EXERCISE DETAILS: The complete listing should be copied out exactly.

--- GIVEN INFORMATION ---

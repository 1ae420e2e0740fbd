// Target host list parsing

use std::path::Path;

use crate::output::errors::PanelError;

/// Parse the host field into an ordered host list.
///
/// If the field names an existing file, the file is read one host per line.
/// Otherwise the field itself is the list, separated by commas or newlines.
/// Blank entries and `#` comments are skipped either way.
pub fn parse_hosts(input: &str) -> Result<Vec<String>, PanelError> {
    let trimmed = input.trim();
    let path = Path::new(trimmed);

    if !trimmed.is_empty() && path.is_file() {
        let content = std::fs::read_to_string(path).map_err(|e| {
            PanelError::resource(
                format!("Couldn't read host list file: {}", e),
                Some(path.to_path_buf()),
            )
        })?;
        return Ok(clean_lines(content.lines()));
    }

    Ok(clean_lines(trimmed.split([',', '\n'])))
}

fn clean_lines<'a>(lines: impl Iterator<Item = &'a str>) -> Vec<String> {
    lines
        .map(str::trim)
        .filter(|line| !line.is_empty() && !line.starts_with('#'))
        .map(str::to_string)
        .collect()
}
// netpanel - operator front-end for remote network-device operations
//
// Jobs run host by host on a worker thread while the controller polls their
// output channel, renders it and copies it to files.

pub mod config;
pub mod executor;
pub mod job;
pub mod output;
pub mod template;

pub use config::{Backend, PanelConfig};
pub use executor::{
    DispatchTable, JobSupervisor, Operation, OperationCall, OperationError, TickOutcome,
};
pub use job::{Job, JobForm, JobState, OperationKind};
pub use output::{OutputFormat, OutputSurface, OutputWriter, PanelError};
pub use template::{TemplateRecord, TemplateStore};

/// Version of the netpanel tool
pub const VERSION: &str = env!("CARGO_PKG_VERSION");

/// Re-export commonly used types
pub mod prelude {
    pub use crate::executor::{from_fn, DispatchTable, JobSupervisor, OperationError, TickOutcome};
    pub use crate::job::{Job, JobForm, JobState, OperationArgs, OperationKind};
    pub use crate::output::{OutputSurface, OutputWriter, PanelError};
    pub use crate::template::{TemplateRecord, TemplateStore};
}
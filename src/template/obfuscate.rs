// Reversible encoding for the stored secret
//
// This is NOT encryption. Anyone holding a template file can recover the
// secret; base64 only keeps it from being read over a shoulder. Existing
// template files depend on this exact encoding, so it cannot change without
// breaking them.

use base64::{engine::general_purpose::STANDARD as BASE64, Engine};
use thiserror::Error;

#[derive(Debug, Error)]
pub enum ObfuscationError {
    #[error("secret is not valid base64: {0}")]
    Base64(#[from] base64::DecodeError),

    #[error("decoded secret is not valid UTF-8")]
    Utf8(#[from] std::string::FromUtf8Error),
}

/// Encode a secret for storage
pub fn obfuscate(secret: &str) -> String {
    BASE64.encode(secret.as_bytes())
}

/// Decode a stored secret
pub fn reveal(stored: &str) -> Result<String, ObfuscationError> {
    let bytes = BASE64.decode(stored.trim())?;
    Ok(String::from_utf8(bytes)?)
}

---

SOLUTION TO THE EXERCISE:
repository 1ae420e2e0740fbd
// Target host list parsing

use std::path::Path;

use crate::output::errors::PanelError;

/// Parse the host field into an ordered host list.
///
/// If the field names an existing file, the file is read one host per line.
/// Otherwise the field itself is the list, separated by commas or newlines.
/// Blank entries and `#` comments are skipped either way.
pub fn parse_hosts(input: &str) -> Result<Vec<String>, PanelError> {
    let trimmed = input.trim();
    let path = Path::new(trimmed);

    if !trimmed.is_empty() && path.is_file() {
        let content = std::fs::read_to_string(path).map_err(|e| {
            PanelError::resource(
                format!("Couldn't read host list file: {}", e),
                Some(path.to_path_buf()),
            )
        })?;
        return Ok(clean_lines(content.lines()));
    }

    Ok(clean_lines(trimmed.split([',', '\n'])))
}

fn clean_lines<'a>(lines: impl Iterator<Item = &'a str>) -> Vec<String> {
    lines
        .map(str::trim)
        .filter(|line| !line.is_empty() && !line.starts_with('#'))
        .map(str::to_string)
        .collect()
}
// netpanel - operator front-end for remote network-device operations
//
// Jobs run host by host on a worker thread while the controller polls their
// output channel, renders it and copies it to files.

pub mod config;
pub mod executor;
pub mod job;
pub mod output;
pub mod template;

pub use config::{Backend, PanelConfig};
pub use executor::{
    DispatchTable, JobSupervisor, Operation, OperationCall, OperationError, TickOutcome,
};
pub use job::{Job, JobForm, JobState, OperationKind};
pub use output::{OutputFormat, OutputSurface, OutputWriter, PanelError};
pub use template::{TemplateRecord, TemplateStore};

/// Version of the netpanel tool
pub const VERSION: &str = env!("CARGO_PKG_VERSION");

/// Re-export commonly used types
pub mod prelude {
    pub use crate::executor::{from_fn, DispatchTable, JobSupervisor, OperationError, TickOutcome};
    pub use crate::job::{Job, JobForm, JobState, OperationArgs, OperationKind};
    pub use crate::output::{OutputSurface, OutputWriter, PanelError};
    pub use crate::template::{TemplateRecord, TemplateStore};
}
filename src/template/obfuscate.rs
// Reversible encoding for the stored secret
//
// This is NOT encryption. Anyone holding a template file can recover the
// secret; base64 only keeps it from being read over a shoulder. Existing
// template files depend on this exact encoding, so it cannot change without
// breaking them.

use base64::{engine::general_purpose::STANDARD as BASE64, Engine};
use thiserror::Error;

#[derive(Debug, Error)]
pub enum ObfuscationError {
    #[error("secret is not valid base64: {0}")]
    Base64(#[from] base64::DecodeError),

    #[error("decoded secret is not valid UTF-8")]
    Utf8(#[from] std::string::FromUtf8Error),
}

/// Encode a secret for storage
pub fn obfuscate(secret: &str) -> String {
    BASE64.encode(secret.as_bytes())
}

/// Decode a stored secret
pub fn reveal(stored: &str) -> Result<String, ObfuscationError> {
    let bytes = BASE64.decode(stored.trim())?;
    Ok(String::from_utf8(bytes)?)
}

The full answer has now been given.